- The problem
Copy the entries out again in full.
* * *
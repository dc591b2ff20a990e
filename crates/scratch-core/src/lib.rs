pub mod config;
pub mod error;
pub mod io;
pub mod ledger;
pub mod lessons;
pub mod llm;
pub mod paths;
pub mod settings;
pub mod types;

pub use error::{Result, ScratchError};
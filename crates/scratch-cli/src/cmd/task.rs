use crate::output::print_json;
use anyhow::Context;
use clap::Subcommand;
use scratch_core::config::Config;
use scratch_core::io::BlockUpdate;
use scratch_core::ledger::{step_id, Ledger, MarkOutcome, StepRef};
use std::path::{Path, PathBuf};

#[derive(Subcommand)]
pub enum TaskSubcommand {
    /// Start a new task, replacing the current scratchpad
    Start {
        #[arg(required = true)]
        description: Vec<String>,
        /// Seed a planned step (repeatable, kept in order)
        #[arg(long = "step", value_name = "TEXT")]
        steps: Vec<String>,
    },
    /// Append a pending step
    Add {
        #[arg(required = true)]
        text: Vec<String>,
    },
    /// Mark a step done by position (3 or S3) or exact text
    Done { step: String },
    /// Record a progress note or reflection
    Note {
        #[arg(required = true)]
        text: Vec<String>,
    },
    /// Print the scratchpad
    Show,
    /// Show the next pending step
    Next,
    /// Drop the current task entirely
    Clear,
    /// Mirror the checklist into the rules file
    Sync {
        /// Rules file (default: rules_file from config, else .cursorrules)
        #[arg(long)]
        file: Option<PathBuf>,
    },
}

pub fn run(root: &Path, subcmd: TaskSubcommand, json: bool) -> anyhow::Result<()> {
    let config = Config::load_or_default(root).context("failed to load config")?;
    let path = config.ledger_path(root);

    match subcmd {
        TaskSubcommand::Start { description, steps } => {
            start(&path, &description.join(" "), &steps, json)
        }
        TaskSubcommand::Add { text } => add(&path, &text.join(" "), json),
        TaskSubcommand::Done { step } => done(&path, &step, json),
        TaskSubcommand::Note { text } => note(&path, &text.join(" "), json),
        TaskSubcommand::Show => show(&path, json),
        TaskSubcommand::Next => next(&path, json),
        TaskSubcommand::Clear => clear(&path, json),
        TaskSubcommand::Sync { file } => {
            let rules = match file {
                Some(f) => scratch_core::paths::resolve(root, &f),
                None => config.rules_path(root),
            };
            sync(&path, &rules, json)
        }
    }
}

fn load(path: &Path) -> anyhow::Result<Ledger> {
    Ledger::load(path).with_context(|| format!("failed to read {}", path.display()))
}

fn save(ledger: &Ledger, path: &Path) -> anyhow::Result<()> {
    ledger
        .save(path)
        .with_context(|| format!("failed to write {}", path.display()))
}

fn ledger_json(ledger: &Ledger) -> serde_json::Value {
    let steps: Vec<serde_json::Value> = ledger
        .steps
        .iter()
        .enumerate()
        .map(|(i, s)| {
            serde_json::json!({
                "id": step_id(i),
                "text": s.text,
                "status": s.status,
            })
        })
        .collect();
    serde_json::json!({
        "task": ledger.task,
        "started_at": ledger.started_at,
        "steps": steps,
        "notes": ledger.notes,
        "summary": ledger.summary(),
    })
}

fn start(path: &Path, description: &str, steps: &[String], json: bool) -> anyhow::Result<()> {
    let mut ledger = load(path)?;
    ledger.start_task(description, steps)?;
    save(&ledger, path)?;

    if json {
        print_json(&ledger_json(&ledger))?;
    } else {
        println!(
            "Started task: {} ({} planned steps)",
            ledger.task.as_deref().unwrap_or(""),
            ledger.steps.len()
        );
    }
    Ok(())
}

fn add(path: &Path, text: &str, json: bool) -> anyhow::Result<()> {
    let mut ledger = load(path)?;
    let position = ledger.add_step(text)?;
    save(&ledger, path)?;

    let id = step_id(position - 1);
    let text = &ledger.steps[position - 1].text;
    if json {
        print_json(&serde_json::json!({ "id": id, "text": text, "status": "pending" }))?;
    } else {
        println!("Added step [{id}]: {text}");
    }
    Ok(())
}

fn done(path: &Path, step: &str, json: bool) -> anyhow::Result<()> {
    let step_ref: StepRef = step.parse()?;
    let mut ledger = load(path)?;
    let index = ledger.find(&step_ref)?;
    let outcome = ledger.mark_done(&step_ref)?;
    if outcome == MarkOutcome::Marked {
        save(&ledger, path)?;
    }

    let id = step_id(index);
    let text = &ledger.steps[index].text;
    if json {
        print_json(&serde_json::json!({
            "id": id,
            "text": text,
            "status": "done",
            "changed": outcome == MarkOutcome::Marked,
        }))?;
    } else if outcome == MarkOutcome::Marked {
        println!("Completed step [{id}]: {text}");
    } else {
        println!("Step [{id}] already done: {text}");
    }
    Ok(())
}

fn note(path: &Path, text: &str, json: bool) -> anyhow::Result<()> {
    let mut ledger = load(path)?;
    ledger.note(text)?;
    save(&ledger, path)?;

    if json {
        print_json(&serde_json::json!({ "notes": ledger.notes }))?;
    } else {
        println!("Noted.");
    }
    Ok(())
}

fn show(path: &Path, json: bool) -> anyhow::Result<()> {
    let ledger = load(path)?;
    if json {
        print_json(&ledger_json(&ledger))?;
    } else {
        print!("{}", ledger.render());
        if !ledger.steps.is_empty() {
            println!();
            println!("{}", ledger.summary());
        }
    }
    Ok(())
}

fn next(path: &Path, json: bool) -> anyhow::Result<()> {
    let ledger = load(path)?;
    let next = ledger.next_pending();

    if json {
        let value = next.map(|(i, s)| serde_json::json!({ "id": step_id(i), "text": s.text }));
        print_json(&serde_json::json!({ "next": value, "summary": ledger.summary() }))?;
        return Ok(());
    }

    match next {
        Some((i, s)) => println!("[{}] {}", step_id(i), s.text),
        None if ledger.steps.is_empty() => println!("No steps planned."),
        None => println!("All steps done ({}).", ledger.summary()),
    }
    Ok(())
}

fn clear(path: &Path, json: bool) -> anyhow::Result<()> {
    let mut ledger = load(path)?;
    let had_task = !ledger.is_empty();
    ledger.clear();
    save(&ledger, path)?;

    if json {
        print_json(&serde_json::json!({ "cleared": had_task }))?;
    } else if had_task {
        println!("Scratchpad cleared.");
    } else {
        println!("Scratchpad was already empty.");
    }
    Ok(())
}

fn sync(path: &Path, rules: &Path, json: bool) -> anyhow::Result<()> {
    let ledger = load(path)?;
    let outcome = ledger
        .mirror_into(rules)
        .with_context(|| format!("failed to update {}", rules.display()))?;

    let action = match outcome {
        BlockUpdate::Replaced => "updated",
        BlockUpdate::Appended => "appended",
    };
    if json {
        print_json(&serde_json::json!({
            "file": rules.display().to_string(),
            "action": action,
        }))?;
    } else {
        println!("Scratchpad {action} in {}", rules.display());
    }
    Ok(())
}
* * *
- Result
repository dc591b2ff20a990e
filename crates/scratch-core/src/lib.rs
pub mod config;
pub mod error;
pub mod io;
pub mod ledger;
pub mod lessons;
pub mod llm;
pub mod paths;
pub mod settings;
pub mod types;

pub use error::{Result, ScratchError};
filename crates/scratch-cli/src/cmd/task.rs
use crate::output::print_json;
use anyhow::Context;
use clap::Subcommand;
use scratch_core::config::Config;
use scratch_core::io::BlockUpdate;
use scratch_core::ledger::{step_id, Ledger, MarkOutcome, StepRef};
use std::path::{Path, PathBuf};

#[derive(Subcommand)]
pub enum TaskSubcommand {
    /// Start a new task, replacing the current scratchpad
    Start {
        #[arg(required = true)]
        description: Vec<String>,
        /// Seed a planned step (repeatable, kept in order)
        #[arg(long = "step", value_name = "TEXT")]
        steps: Vec<String>,
    },
    /// Append a pending step
    Add {
        #[arg(required = true)]
        text: Vec<String>,
    },
    /// Mark a step done by position (3 or S3) or exact text
    Done { step: String },
    /// Record a progress note or reflection
    Note {
        #[arg(required = true)]
        text: Vec<String>,
    },
    /// Print the scratchpad
    Show,
    /// Show the next pending step
    Next,
    /// Drop the current task entirely
    Clear,
    /// Mirror the checklist into the rules file
    Sync {
        /// Rules file (default: rules_file from config, else .cursorrules)
        #[arg(long)]
        file: Option<PathBuf>,
    },
}

pub fn run(root: &Path, subcmd: TaskSubcommand, json: bool) -> anyhow::Result<()> {
    let config = Config::load_or_default(root).context("failed to load config")?;
    let path = config.ledger_path(root);

    match subcmd {
        TaskSubcommand::Start { description, steps } => {
            start(&path, &description.join(" "), &steps, json)
        }
        TaskSubcommand::Add { text } => add(&path, &text.join(" "), json),
        TaskSubcommand::Done { step } => done(&path, &step, json),
        TaskSubcommand::Note { text } => note(&path, &text.join(" "), json),
        TaskSubcommand::Show => show(&path, json),
        TaskSubcommand::Next => next(&path, json),
        TaskSubcommand::Clear => clear(&path, json),
        TaskSubcommand::Sync { file } => {
            let rules = match file {
                Some(f) => scratch_core::paths::resolve(root, &f),
                None => config.rules_path(root),
            };
            sync(&path, &rules, json)
        }
    }
}

fn load(path: &Path) -> anyhow::Result<Ledger> {
    Ledger::load(path).with_context(|| format!("failed to read {}", path.display()))
}

fn save(ledger: &Ledger, path: &Path) -> anyhow::Result<()> {
    ledger
        .save(path)
        .with_context(|| format!("failed to write {}", path.display()))
}

fn ledger_json(ledger: &Ledger) -> serde_json::Value {
    let steps: Vec<serde_json::Value> = ledger
        .steps
        .iter()
        .enumerate()
        .map(|(i, s)| {
            serde_json::json!({
                "id": step_id(i),
                "text": s.text,
                "status": s.status,
            })
        })
        .collect();
    serde_json::json!({
        "task": ledger.task,
        "started_at": ledger.started_at,
        "steps": steps,
        "notes": ledger.notes,
        "summary": ledger.summary(),
    })
}

fn start(path: &Path, description: &str, steps: &[String], json: bool) -> anyhow::Result<()> {
    let mut ledger = load(path)?;
    ledger.start_task(description, steps)?;
    save(&ledger, path)?;

    if json {
        print_json(&ledger_json(&ledger))?;
    } else {
        println!(
            "Started task: {} ({} planned steps)",
            ledger.task.as_deref().unwrap_or(""),
            ledger.steps.len()
        );
    }
    Ok(())
}

fn add(path: &Path, text: &str, json: bool) -> anyhow::Result<()> {
    let mut ledger = load(path)?;
    let position = ledger.add_step(text)?;
    save(&ledger, path)?;

    let id = step_id(position - 1);
    let text = &ledger.steps[position - 1].text;
    if json {
        print_json(&serde_json::json!({ "id": id, "text": text, "status": "pending" }))?;
    } else {
        println!("Added step [{id}]: {text}");
    }
    Ok(())
}

fn done(path: &Path, step: &str, json: bool) -> anyhow::Result<()> {
    let step_ref: StepRef = step.parse()?;
    let mut ledger = load(path)?;
    let index = ledger.find(&step_ref)?;
    let outcome = ledger.mark_done(&step_ref)?;
    if outcome == MarkOutcome::Marked {
        save(&ledger, path)?;
    }

    let id = step_id(index);
    let text = &ledger.steps[index].text;
    if json {
        print_json(&serde_json::json!({
            "id": id,
            "text": text,
            "status": "done",
            "changed": outcome == MarkOutcome::Marked,
        }))?;
    } else if outcome == MarkOutcome::Marked {
        println!("Completed step [{id}]: {text}");
    } else {
        println!("Step [{id}] already done: {text}");
    }
    Ok(())
}

fn note(path: &Path, text: &str, json: bool) -> anyhow::Result<()> {
    let mut ledger = load(path)?;
    ledger.note(text)?;
    save(&ledger, path)?;

    if json {
        print_json(&serde_json::json!({ "notes": ledger.notes }))?;
    } else {
        println!("Noted.");
    }
    Ok(())
}

fn show(path: &Path, json: bool) -> anyhow::Result<()> {
    let ledger = load(path)?;
    if json {
        print_json(&ledger_json(&ledger))?;
    } else {
        print!("{}", ledger.render());
        if !ledger.steps.is_empty() {
            println!();
            println!("{}", ledger.summary());
        }
    }
    Ok(())
}

fn next(path: &Path, json: bool) -> anyhow::Result<()> {
    let ledger = load(path)?;
    let next = ledger.next_pending();

    if json {
        let value = next.map(|(i, s)| serde_json::json!({ "id": step_id(i), "text": s.text }));
        print_json(&serde_json::json!({ "next": value, "summary": ledger.summary() }))?;
        return Ok(());
    }

    match next {
        Some((i, s)) => println!("[{}] {}", step_id(i), s.text),
        None if ledger.steps.is_empty() => println!("No steps planned."),
        None => println!("All steps done ({}).", ledger.summary()),
    }
    Ok(())
}

fn clear(path: &Path, json: bool) -> anyhow::Result<()> {
    let mut ledger = load(path)?;
    let had_task = !ledger.is_empty();
    ledger.clear();
    save(&ledger, path)?;

    if json {
        print_json(&serde_json::json!({ "cleared": had_task }))?;
    } else if had_task {
        println!("Scratchpad cleared.");
    } else {
        println!("Scratchpad was already empty.");
    }
    Ok(())
}

fn sync(path: &Path, rules: &Path, json: bool) -> anyhow::Result<()> {
    let ledger = load(path)?;
    let outcome = ledger
        .mirror_into(rules)
        .with_context(|| format!("failed to update {}", rules.display()))?;

    let action = match outcome {
        BlockUpdate::Replaced => "updated",
        BlockUpdate::Appended => "appended",
    };
    if json {
        print_json(&serde_json::json!({
            "file": rules.display().to_string(),
            "action": action,
        }))?;
    } else {
        println!("Scratchpad {action} in {}", rules.display());
    }
    Ok(())
}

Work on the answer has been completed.